I just started studying Riemannian geometry, so excuse me if I don't have all the necessary tools yet.
Let $M$ be a finite dimensional smooth Riemannian manifold and let us denote as $\langle \cdot,\cdot\rangle_x:T_xM\times T_xM\to\mathbb{R}$ the Riemannian metric. Suppose that $\langle \cdot,\cdot\rangle _x':T_xM\times T_xM\to\mathbb{R}$ is another Riemmannian metric for the same manifold. We know that for each $x\in M$ there exists a symmetric positive definite operator $P_x:T_xM\to T_xM$ such that $\langle u, v\rangle _x' = \langle u, P_x v\rangle _x$.
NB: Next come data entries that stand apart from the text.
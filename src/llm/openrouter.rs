//! OpenRouter chat-completion gateway.
//!
//! One outbound POST per question, OpenAI-compatible chat format,
//! 30-second timeout, fixed sampling parameters. No retries: each of
//! the three failure modes (timeout, other transport/HTTP failure,
//! missing completion text) maps to its own fixed Korean fallback
//! sentence so the farmer always gets an answer body.

use anyhow::{Context, Result};
use async_trait::async_trait;
use reqwest::Client;
use serde::{Deserialize, Serialize};
use tracing::{debug, warn};

use super::{ChatModel, LlmError};

// ---------------------------------------------------------------------------
// Configuration
// ---------------------------------------------------------------------------

const OPENROUTER_API_URL: &str = "https://openrouter.ai/api/v1/chat/completions";

pub const DEFAULT_MODEL: &str = "google/gemma-3-27b-it:free";

const LLM_TIMEOUT_SECS: u64 = 30;

/// Fallback when the request times out.
pub const TIMEOUT_FALLBACK: &str = "응답 시간이 초과되었습니다. 다시 시도해주세요.";

/// Fallback for any other transport or HTTP failure.
pub const TRANSPORT_FALLBACK: &str =
    "AI 서비스에 연결할 수 없습니다. 잠시 후 다시 시도해주세요.";

/// Fallback when the response carries no completion text.
pub const PARSE_FALLBACK: &str = "응답을 처리하는 중 오류가 발생했습니다.";

// ---------------------------------------------------------------------------
// API types (OpenAI-compatible)
// ---------------------------------------------------------------------------

#[derive(Debug, Clone, Serialize)]
pub struct ChatRequest {
    pub model: String,
    pub max_tokens: u32,
    pub temperature: f64,
    pub messages: Vec<ChatMessage>,
}

#[derive(Debug, Clone, Serialize, Deserialize)]
pub struct ChatMessage {
    pub role: String,
    pub content: String,
}

#[derive(Debug, Clone, Deserialize)]
pub struct ChatResponse {
    #[serde(default)]
    pub choices: Vec<Choice>,
}

#[derive(Debug, Clone, Deserialize)]
pub struct Choice {
    #[serde(default)]
    pub message: Option<ChatMessage>,
}

/// First completion's text, if the response carries one.
fn extract_completion(response: &ChatResponse) -> Option<String> {
    response
        .choices
        .first()
        .and_then(|c| c.message.as_ref())
        .map(|m| m.content.clone())
}

// ---------------------------------------------------------------------------
// Transport seam
// ---------------------------------------------------------------------------

/// Seam in front of the chat-completion HTTP call. The production impl
/// is [`HttpChatTransport`]; tests substitute deterministic mocks.
#[async_trait]
pub trait ChatTransport: Send + Sync {
    async fn send(&self, request: &ChatRequest) -> Result<ChatResponse, LlmError>;
}

pub struct HttpChatTransport {
    http: Client,
    api_key: String,
}

impl HttpChatTransport {
    pub fn new(api_key: String) -> Result<Self> {
        let http = Client::builder()
            .timeout(std::time::Duration::from_secs(LLM_TIMEOUT_SECS))
            .build()
            .context("Failed to build OpenRouter HTTP client")?;
        Ok(Self { http, api_key })
    }
}

#[async_trait]
impl ChatTransport for HttpChatTransport {
    async fn send(&self, request: &ChatRequest) -> Result<ChatResponse, LlmError> {
        let response = self
            .http
            .post(OPENROUTER_API_URL)
            .header("Authorization", format!("Bearer {}", self.api_key))
            .header("Content-Type", "application/json")
            .header("HTTP-Referer", "http://localhost:5000")
            .header("X-Title", "Jeju Farmer AI")
            .json(request)
            .send()
            .await
            .map_err(|e| {
                if e.is_timeout() {
                    LlmError::Timeout
                } else {
                    LlmError::Transport(e.to_string())
                }
            })?;

        let status = response.status();
        if !status.is_success() {
            let body = response.text().await.unwrap_or_default();
            return Err(LlmError::Transport(format!("HTTP {status}: {body}")));
        }

        response
            .json::<ChatResponse>()
            .await
            .map_err(|_| LlmError::MalformedResponse)
    }
}

// ---------------------------------------------------------------------------
// Gateway
// ---------------------------------------------------------------------------

pub struct OpenRouterGateway {
    transport: std::sync::Arc<dyn ChatTransport>,
    model: String,
    max_tokens: u32,
    temperature: f64,
}

impl OpenRouterGateway {
    pub fn new(
        transport: std::sync::Arc<dyn ChatTransport>,
        model: Option<String>,
        max_tokens: u32,
        temperature: f64,
    ) -> Self {
        Self {
            transport,
            model: model.unwrap_or_else(|| DEFAULT_MODEL.to_string()),
            max_tokens,
            temperature,
        }
    }

    /// The fixed persona prompt with the live context block substituted
    /// in: identity and disclosure rules for Gyuldam AI, tone
    /// constraints, and the instruction to weave the context in
    /// naturally without volunteering it.
    pub fn system_prompt(context: &str) -> String {
        format!(
            "너는 제주도의 농민들을 돕는 친절한 AI 농업 전문가다. \n\
             제주도의 기후와 토양 특성을 고려하여 조언해라.\n\
             귤 농사, 밭농사, 토양 관리, 병해충 방제, 비료 사용 등에 대해 \
             실용적이고 구체적인 답변을 제공해라.\n\
             항상 자연스러운 한국어로 대답하고, 농민들이 쉽게 이해할 수 있도록 \
             어려운 전문 용어는 피하거나 쉽게 풀어서 설명해라.\n\
             답변은 친근하고 따뜻한 어조로, 존댓말을 사용해라.\n\
             \n\
             [CHATTEEN_AI_IDENTITY]\n\
             너의 이름은 귤담 AI(Gyuldam AI) 이다.\n\
             귤담 AI(Gyuldam AI)는 학생 주도의 농업 지원 프로젝트인 틴저린 프로젝트 \
             (Teengerine Project)가 개발한 AI 도우미이다.\n\
             정보 제공과 설명을 돕는 역할에 집중한다.\n\
             \n\
             [TEENGERINE_PROJECT_CONTEXT]\n\
             틴저린 프로젝트 (Teengerine Project)는 학생들이 제주 지역 농가를 직접 \
             방문해 현장 농작업을 돕고 SNS 운영을 통해 F2T 판매를 지원하는 프로젝트이다.\n\
             현재 약 10개 농가와 함께 운영되고 있습니다.\n\
             \n\
             중요한 원칙:\n\
             - 사용자가 묻지 않으면 프로젝트를 먼저 언급하지 마세요.\n\
             - 자신을 운영 주체처럼 표현하지 마세요.\n\
             - 농가 입장에서 도움이 되는 정보를 중심으로 설명하세요.\n\
             \n\
             아래는 실시간 기상 정보와 농사 정보입니다. 답변할 때 이 정보를 \
             자연스럽게 활용하세요:\n\
             {context}\n\
             \n\
             위 정보를 자연스럽게 답변에 녹여서 활용하되, 사용자가 물어보지 않은 \
             정보는 강제로 언급하지 마세요."
        )
    }

    fn build_request(&self, question: &str, context: &str) -> ChatRequest {
        ChatRequest {
            model: self.model.clone(),
            max_tokens: self.max_tokens,
            temperature: self.temperature,
            messages: vec![
                ChatMessage {
                    role: "system".to_string(),
                    content: Self::system_prompt(context),
                },
                ChatMessage {
                    role: "user".to_string(),
                    content: question.to_string(),
                },
            ],
        }
    }
}

#[async_trait]
impl ChatModel for OpenRouterGateway {
    async fn answer(&self, question: &str, context: &str) -> String {
        let request = self.build_request(question, context);
        debug!(model = %self.model, "Requesting chat completion");

        match self.transport.send(&request).await {
            Ok(response) => match extract_completion(&response) {
                Some(text) => text,
                None => {
                    warn!(model = %self.model, "Completion missing from response");
                    PARSE_FALLBACK.to_string()
                }
            },
            Err(LlmError::Timeout) => {
                warn!(model = %self.model, "Chat completion timed out");
                TIMEOUT_FALLBACK.to_string()
            }
            Err(LlmError::Transport(e)) => {
                warn!(model = %self.model, error = %e, "Chat completion request failed");
                TRANSPORT_FALLBACK.to_string()
            }
            Err(LlmError::MalformedResponse) => {
                warn!(model = %self.model, "Chat completion response unparseable");
                PARSE_FALLBACK.to_string()
            }
        }
    }

    fn model_name(&self) -> &str {
        &self.model
    }
}

// ---------------------------------------------------------------------------
// Tests
// ---------------------------------------------------------------------------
Can I choose such a $P_x$ smoothly, that is, as a smooth map $x\mapsto P_x$ from $M$ to some other manifold? What would the codomain of this map be? I have the feeling that the codomain of this map must be the vector bundle of the endomorphisms of the tangent (?), but I could not even find a definition of this object.
If I can choose $P_x$ smoothly, is the map $x\mapsto||P_x||_x$ smooth or at least continuous? Here, by $||P_x||_x$ I mean the operator norm induced by $\langle \cdot,\cdot\rangle_x$.
Best Answer
I'll use $(\cdot, \cdot)$ to denote the dot product on $\mathbb{R}^n$. In coordinates, for $u, v \in \mathbb{R}^n$, $n = \dim(M)$, $$\langle u, v \rangle_{x} = (u, G(x)v)$$ and $$\langle u, v \rangle'_{x} = (u, G'(x)v).$$ Here $G_{ij}(x) = \langle e_i, e_j \rangle_x$ is the matrix representation of the metric tensor. Thus $\langle u, v \rangle'_{x} = \langle u, P_x v \rangle_x$ for all $u,v$ requires $$(u, G'(x)v) = (u, G(x)P(x)v).$$ Thus $P(x) = G(x)^{-1}G'(x)$. Since both $G$ and $G'$ are smooth, $P$ is smooth.
For each $x \in M$, $P_x \in L(T_xM)$, and $P_x$ varies smoothly with $x$. Hence $P$ is a smooth map from $M$ to $\bigsqcup_{x \in M}L(T_xM) = \bigcup_{x \in M}(\{x\} \times L(T_xM))$
You ask about the smoothness of the map $f(x) = \|P_x\|_{x}$. In coordinates, if $A$ is a constant $n \times n$ matrix, \begin{align} \|A\|_{x}^2 &= \sup_{(u, G(x)u) = 1}\|A u\|_{x}^2 \\ &= \sup_{(u, G(x)u) = 1}(Au,G(x)Au). \end{align} Now let $v = G(x)^{1/2}u$ to get \begin{align} &= \sup_{(u, G(x)u) = 1}(Au,G(x)Au) \\ &= \sup_{(v, v) = 1}(AG(x)^{-1/2}v, G(x)AG(x)^{-1/2}v) \\ &= \sup_{(v, v) = 1}(G(x)^{1/2}AG(x)^{-1/2}v, G(x)^{1/2}AG(x)^{-1/2}v) \\ &= \|G(x)^{1/2}AG(x)^{-1/2}\|^2. \end{align} Hence $$f(x) = \|G(x)^{1/2}P(x)G(x)^{-1/2}\|.$$ Now this brings us to analysis of smoothness of the usual operator norm on $L(\mathbb{R}^n)$. Using $A(t) = \text{diag}(1 + t, 1 - t)$, we have $\|A(t)\| = \max(1 + t, 1 - t) = 1 + |t|$, which shows that the operator norm is only continuous, even when restricted to positive definite matrices. Thus our function $f$ is continuous, but generally not differentiable.